Now, whenever a value is to be calculated, the combinator automatically checks
if it has been calculated before. Also, the combinator produces the cached
version of the function, at each call to itself. So whenever we pass different
arguments to our final dtw function, it will produce a unique cached and 
recursive version, which is then applied. Thus we do not even have to worry,
about cleaning the cache or anything.



--[ 08 ]----------------------------[ Getting rid of the imperative cache ]-----


The next step is rather straight-forward. We have to exchange the imperative 
cache using a Hashtable with a functional one using a map. Unfortunately, 
the Map interface in OCaml is not what it should be (Please, INRIA. Give us a 
better standard library containing all the stuff we need), so we have to code
a module which will then be used as a argument to a functor etc. etc.

Straight-forward code:

module OrderedPair =
struct
   type t = int * int;;
   let compare (a1,b1) (a2,b2) =
      let v1 = a1-a2 in
      if v1 = 0 then b1-b2 else v1
   ;;
end

module PairMap = Map.Make(OrderedTupel);;

I will assume this has been done, wherever I use a map using pairs as keys. If
you don't understand this part, don't worry too much, it is not at all important
for the other steps. Ok, let's see how our new combinator looks now: 

let y f arg =
   let rec f' (cache,arg) = 
      try 
         let v = PairMap.find arg cache in
         (cache,v)
      with Not_found ->
         let (cache',v) =  f f' (cache,arg) in
         (PairMap.add arg v cache',v)
   in
   let _,v = f' (PairMap.empty,arg) in
   v
   ;;

This is basicaly the same as we did before, except that our DTW function has
gotten one extra argument. This is to take care that the cache is passed on 
through all recursive calls. This is also reflected in the changed type:

val y : 
   (('a PairMap.t * PairMap.key -> 'a PairMap.t * 'a) ->
     'a PairMap.t * PairMap.key -> 'a PairMap.t * 'a) ->
      PairMap.key -> 'a

The uncurrying has been done, to make the input and output of the function more
similar, so it's easier to follow what is happening here. A rather similar and
uncurried version can be found in [11]. 

The next part is to include the threading of the cache in our dtw algorithm:

let dtw s1 s2 dist = 
   let dtw' dtw (cache,(a,b)) =
      Printf.printf "Calling DTW on %d %d\n" a b;
      if a <0 || b < 0 then
         cache,infinity
      else if a = 0 && b = 0 then
         cache,dist s1.(0) s2.(0)
      else
         let cache',p1 = dtw (cache,(a-1,b-1)) in
         let cache'',p2 = dtw (cache',(a  ,b-1)) in 
         let cache''',p3 = dtw (cache'',(a-1,b  )) in
         let v = dist s1.(a) s2.(b) +.
            List.fold_left min infinity
               [p1; p2; p3]
         in
         cache''',v
   in
   y dtw' (Array.length s1-1,Array.length s2-1)
   ;;

So now we have occurences of the cache floating around everywhere in our main
algorithm. It would be nice if there was a way to get rid of those. Well, we
are not the first ones to be facing such a problem. What we are going to use
this time are monads, or more particular a kind of state monad.

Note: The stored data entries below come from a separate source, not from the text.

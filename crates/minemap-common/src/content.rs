/// Canonical numeric material identifier of a node.
pub type ContentId = u16;

/// Palette key holding the colour used for water surfaces.
pub const CONTENT_WATER: ContentId = 2;

const AIR_CONTENT: [ContentId; 3] = [126, 127, 254];
const WATER_CONTENT: [ContentId; 2] = [2, 9];

pub fn content_is_air(content: ContentId) -> bool {
    AIR_CONTENT.contains(&content)
}

pub fn content_is_water(content: ContentId) -> bool {
    WATER_CONTENT.contains(&content)
}

#[cfg(test)]
mod tests {
    use super::*;

    #[test]
    fn test_sentinels() {
        for id in [126, 127, 254] {
            assert!(content_is_air(id));
            assert!(!content_is_water(id));
        }
        for id in [2, 9] {
            assert!(content_is_water(id));
            assert!(!content_is_air(id));
        }
        assert!(!content_is_air(0x800));
        assert!(!content_is_water(0x800));
    }
}
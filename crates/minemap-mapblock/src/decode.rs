use crate::translation::legacy_translate;
use byteorder::ReadBytesExt;
use flate2::read::ZlibDecoder;
use minemap_common::content::ContentId;
use minemap_common::{MapperError, Result};
use std::io::{Cursor, Read};

/// Edge length of a map block in nodes.
pub const BLOCK_SIZE: usize = 16;
const NODE_COUNT: usize = BLOCK_SIZE * BLOCK_SIZE * BLOCK_SIZE;

/// Offset of the plane whose high nibble extends content bytes >= 0x80.
const HIGH_NIBBLE_PLANE: usize = 0x2000;

const FLAG_DAY_NIGHT_DIFFERS: u8 = 0x02;

#[derive(Debug, Clone, Copy, PartialEq, Eq)]
pub struct ChunkHeader {
    pub version: u8,
    pub day_night_differs: bool,
}

impl ChunkHeader {
    fn read<R: Read>(reader: &mut R) -> Result<Self> {
        let version = reader.read_u8()?;
        let flags = reader.read_u8()?;
        Ok(Self {
            version,
            day_night_differs: flags & FLAG_DAY_NIGHT_DIFFERS != 0,
        })
    }
}

/// Content ids of a 16x16x16 block, indexed `x + 16y + 256z`.
/// A grid recovered from a malformed block holds no nodes at all.
#[derive(Debug, Clone, PartialEq, Eq)]
pub struct ContentGrid {
    nodes: Option<Box<[ContentId; NODE_COUNT]>>,
}

impl ContentGrid {
    pub fn empty() -> Self {
        Self { nodes: None }
    }

    pub fn filled(content: ContentId) -> Self {
        Self {
            nodes: Some(Box::new([content; NODE_COUNT])),
        }
    }

    pub fn is_empty(&self) -> bool {
        self.nodes.is_none()
    }

    pub fn get(&self, x: usize, y: usize, z: usize) -> Option<ContentId> {
        self.nodes.as_ref().map(|nodes| nodes[node_index(x, y, z)])
    }

    pub fn set(&mut self, x: usize, y: usize, z: usize, content: ContentId) {
        let nodes = self.nodes.get_or_insert_with(|| Box::new([0; NODE_COUNT]));
        nodes[node_index(x, y, z)] = content;
    }
}

pub fn node_index(x: usize, y: usize, z: usize) -> usize {
    x + y * BLOCK_SIZE + z * BLOCK_SIZE * BLOCK_SIZE
}

#[derive(Debug, Clone, PartialEq, Eq)]
pub struct DecodedBlock {
    pub header: ChunkHeader,
    pub grid: ContentGrid,
    /// Set when the payload could not be inflated or was too short; the grid
    /// is empty in that case.
    pub malformed: Option<String>,
}

/// Decodes a raw map block: `[version][flags][zlib payload]`.
///
/// Only versions 16 to 20 are readable. A payload that fails to inflate is
/// not an error; it yields an empty grid with `malformed` describing why.
pub fn decode(raw: &[u8]) -> Result<DecodedBlock> {
    if raw.len() < 2 {
        return Err(MapperError::Truncated(raw.len()));
    }
    let mut reader = Cursor::new(raw);
    let header = ChunkHeader::read(&mut reader)?;

    let required = match header.version {
        20 => HIGH_NIBBLE_PLANE + NODE_COUNT,
        16..=19 => NODE_COUNT,
        version => return Err(MapperError::UnsupportedFormatVersion(version)),
    };

    let mut data = Vec::new();
    if let Err(err) = ZlibDecoder::new(&mut reader).read_to_end(&mut data) {
        return Ok(DecodedBlock {
            header,
            grid: ContentGrid::empty(),
            malformed: Some(format!("zlib: {}", err)),
        });
    }
    if data.len() < required {
        return Ok(DecodedBlock {
            header,
            grid: ContentGrid::empty(),
            malformed: Some(format!("payload {} bytes, expected {}", data.len(), required)),
        });
    }

    let mut nodes = Box::new([0; NODE_COUNT]);
    for (i, node) in nodes.iter_mut().enumerate() {
        *node = read_content(&data, header.version, i);
    }

    Ok(DecodedBlock {
        header,
        grid: ContentGrid { nodes: Some(nodes) },
        malformed: None,
    })
}

fn read_content(data: &[u8], version: u8, i: usize) -> ContentId {
    let raw = data[i];
    if version == 20 {
        if raw < 0x80 {
            raw as ContentId
        } else {
            ((raw as ContentId) << 4) | (data[i + HIGH_NIBBLE_PLANE] >> 4) as ContentId
        }
    } else {
        legacy_translate(raw)
    }
}
use std::error::Error;
use std::fmt;

#[derive(Debug)]
pub enum MapperError {
    IoError(std::io::Error),
    SqliteError(rusqlite::Error),
    /// Map block carries a format version the decoder cannot read.
    UnsupportedFormatVersion(u8),
    /// Map block is too short to hold its header.
    Truncated(usize),
    PaletteError(String),
    ConfigError(String),
    /// None of the storage backends has a sector inside the requested area.
    NoData,
    OutputError(String),
}

impl MapperError {
    /// Whether a storage read that failed with this error may succeed if repeated.
    pub fn is_transient(&self) -> bool {
        match self {
            MapperError::IoError(err) => matches!(
                err.kind(),
                std::io::ErrorKind::Interrupted
                    | std::io::ErrorKind::WouldBlock
                    | std::io::ErrorKind::TimedOut
            ),
            MapperError::SqliteError(rusqlite::Error::SqliteFailure(err, _)) => matches!(
                err.code,
                rusqlite::ErrorCode::DatabaseBusy | rusqlite::ErrorCode::DatabaseLocked
            ),
            _ => false,
        }
    }
}

impl fmt::Display for MapperError {
    fn fmt(&self, f: &mut fmt::Formatter<'_>) -> fmt::Result {
        match self {
            MapperError::IoError(err) => write!(f, "IO error: {}", err),
            MapperError::SqliteError(err) => write!(f, "SQLite error: {}", err),
            MapperError::UnsupportedFormatVersion(version) => {
                write!(f, "Unsupported map format: {}", version)
            }
            MapperError::Truncated(len) => write!(f, "Map block truncated ({} bytes)", len),
            MapperError::PaletteError(msg) => write!(f, "Palette error: {}", msg),
            MapperError::ConfigError(msg) => write!(f, "Config error: {}", msg),
            MapperError::NoData => write!(f, "No map data found in the requested area"),
            MapperError::OutputError(msg) => write!(f, "Output error: {}", msg),
        }
    }
}

impl Error for MapperError {
    fn source(&self) -> Option<&(dyn Error + 'static)> {
        match self {
            MapperError::IoError(err) => Some(err),
            MapperError::SqliteError(err) => Some(err),
            _ => None,
        }
    }
}

impl From<std::io::Error> for MapperError {
    fn from(err: std::io::Error) -> Self {
        MapperError::IoError(err)
    }
}

impl From<rusqlite::Error> for MapperError {
    fn from(err: rusqlite::Error) -> Self {
        MapperError::SqliteError(err)
    }
}
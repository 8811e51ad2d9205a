use minemap_common::content::{ContentId, CONTENT_WATER};
use minemap_common::{MapperError, Result, Rgb};
use std::collections::HashMap;
use std::fs::File;
use std::io::{BufRead, BufReader};
use std::path::Path;

/// Display colour of every content id the map knows how to draw.
#[derive(Debug, Clone, Default)]
pub struct Palette {
    colors: HashMap<ContentId, Rgb>,
}

impl Palette {
    pub fn new() -> Self {
        Self::default()
    }

    /// Loads a `colors.txt` file.
    pub fn load(path: &Path) -> Result<Self> {
        let file = File::open(path).map_err(|err| {
            MapperError::PaletteError(format!("{}: {}", path.display(), err))
        })?;
        Self::read(BufReader::new(file))
    }

    /// Parses lines of `<hex content id> <r> <g> <b>`. Blank lines and lines
    /// starting with `#` are ignored, as is anything after the blue value.
    pub fn read<R: BufRead>(reader: R) -> Result<Self> {
        let mut palette = Self::new();
        for (number, line) in reader.lines().enumerate() {
            let line = line?;
            let line = line.trim();
            if line.is_empty() || line.starts_with('#') {
                continue;
            }
            let (id, color) = parse_line(line).ok_or_else(|| {
                MapperError::PaletteError(format!("line {}: cannot parse {:?}", number + 1, line))
            })?;
            palette.insert(id, color);
        }
        Ok(palette)
    }

    pub fn insert(&mut self, id: ContentId, color: Rgb) {
        self.colors.insert(id, color);
    }

    pub fn get(&self, id: ContentId) -> Option<Rgb> {
        self.colors.get(&id).copied()
    }

    pub fn contains(&self, id: ContentId) -> bool {
        self.colors.contains_key(&id)
    }

    /// Colour drawn for water surfaces.
    pub fn water(&self) -> Option<Rgb> {
        self.get(CONTENT_WATER)
    }

    pub fn len(&self) -> usize {
        self.colors.len()
    }

    pub fn is_empty(&self) -> bool {
        self.colors.is_empty()
    }
}

fn parse_line(line: &str) -> Option<(ContentId, Rgb)> {
    let mut fields = line.split_whitespace();
    let id = ContentId::from_str_radix(fields.next()?, 16).ok()?;
    let r = fields.next()?.parse().ok()?;
    let g = fields.next()?.parse().ok()?;
    let b = fields.next()?.parse().ok()?;
    Some((id, Rgb::new(r, g, b)))
}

--[ 09 ]-------------------------------------------[ Digression 3: Monads ]-----


Ok, here comes the last technique you need to know. You've probably heard about
this before, because it is often mentioned in the context of functional 
programming. What I am talking about are Monads. Monads are a rather powerful
device, allowing us to cope with the loss of side effects in a purely 
functional environment. Some concepts that can be realized using monads are,
for example: I/O, list comprehensions, stateful programming, exceptions.
One sentence that occurs a lot when reading up on this topic is that some kinds 
of monads are so simple, that "you could have invented them yourself, and 
probably have". Isn't it good to know how smart you *really* are?

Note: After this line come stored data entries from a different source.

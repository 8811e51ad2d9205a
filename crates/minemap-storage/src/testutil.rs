use std::fs;
use std::path::{Path, PathBuf};
use std::sync::atomic::{AtomicUsize, Ordering};

static NEXT_ID: AtomicUsize = AtomicUsize::new(0);

/// Scratch world directory, removed on drop.
pub struct TempWorld {
    path: PathBuf,
}

impl TempWorld {
    pub fn new(label: &str) -> Self {
        let id = NEXT_ID.fetch_add(1, Ordering::Relaxed);
        let path = std::env::temp_dir().join(format!(
            "minemap-storage-{}-{}-{}",
            label,
            std::process::id(),
            id
        ));
        let _ = fs::remove_dir_all(&path);
        fs::create_dir_all(&path).unwrap();
        Self { path }
    }

    pub fn path(&self) -> &Path {
        &self.path
    }

    pub fn write(&self, relative: &str, data: &[u8]) {
        let target = self.path.join(relative);
        fs::create_dir_all(target.parent().unwrap()).unwrap();
        fs::write(target, data).unwrap();
    }
}

impl Drop for TempWorld {
    fn drop(&mut self) {
        let _ = fs::remove_dir_all(&self.path);
    }
}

So what exactly are monads? Informally speaking, monads are some kind of wrapped
up values. Whenever you have a monad, it will somehow contain one or more
values, but you cannot easily access those values. Let's look at a simple
example, one that I personally find really easy to understand and one that has
not been covered that much: Functions from Ints to something else ('a).
That's already a monad. The values you have, in those functions, are wrapped:
You need to know the place if you want to access a specific value. However, it
would be a nuisance if you always had to figure out the place (or some other
sort of key) first. You can also provide rules on how to combine the values, 
without knowing the place. Which places are combined then depends a lot on the
implementation of the monadic operators. Oh, and of course, there is a simple
way to construct monads: The return function, which every monad must supply.
The return function constructs a monad in the "most simple way", whatever that 
means. For our function monad the return looks quite simple:

let return a =
   fun ( _ : int) -> a;;

See, we wrapped up the value a at all places. Now we have another operator to
give rules on how to handle values inside. It's usually called >>= and it has
the type:

val (>>=) :
   'a monad -> ('a -> 'b monad) -> 'b monad

So it takes a monad and a rule, and constructs a new monad from that. One simple
example on how to use it:

m >>= fun x ->
return x+2;;

This will construct a function monad that contains the former value increased by
two at all places. Or we can do a heavyside-function on all our values:

m >>= fun x ->
if x > 10 then return 1 else return 0

And quite a lot more. The way the >>= is implemented for this is:

let (>>=) m fm =
   fun (v : int) ->
      (fm (m v)) v;;

So now is a time to get a bit more formal. For our definitions to make sense, 
we would like them to follow a few simple axioms [12]:


1. "return" must preserve all information about its argument.
   
   (return a) >>= f <-> f a
   m >>= return <-> m

2. Binding two functions in succession is the same as binding one function that
   can be determined from them.
   
   (m >>= f) >>= g <-> m >>= (\x -> (f x >>= g))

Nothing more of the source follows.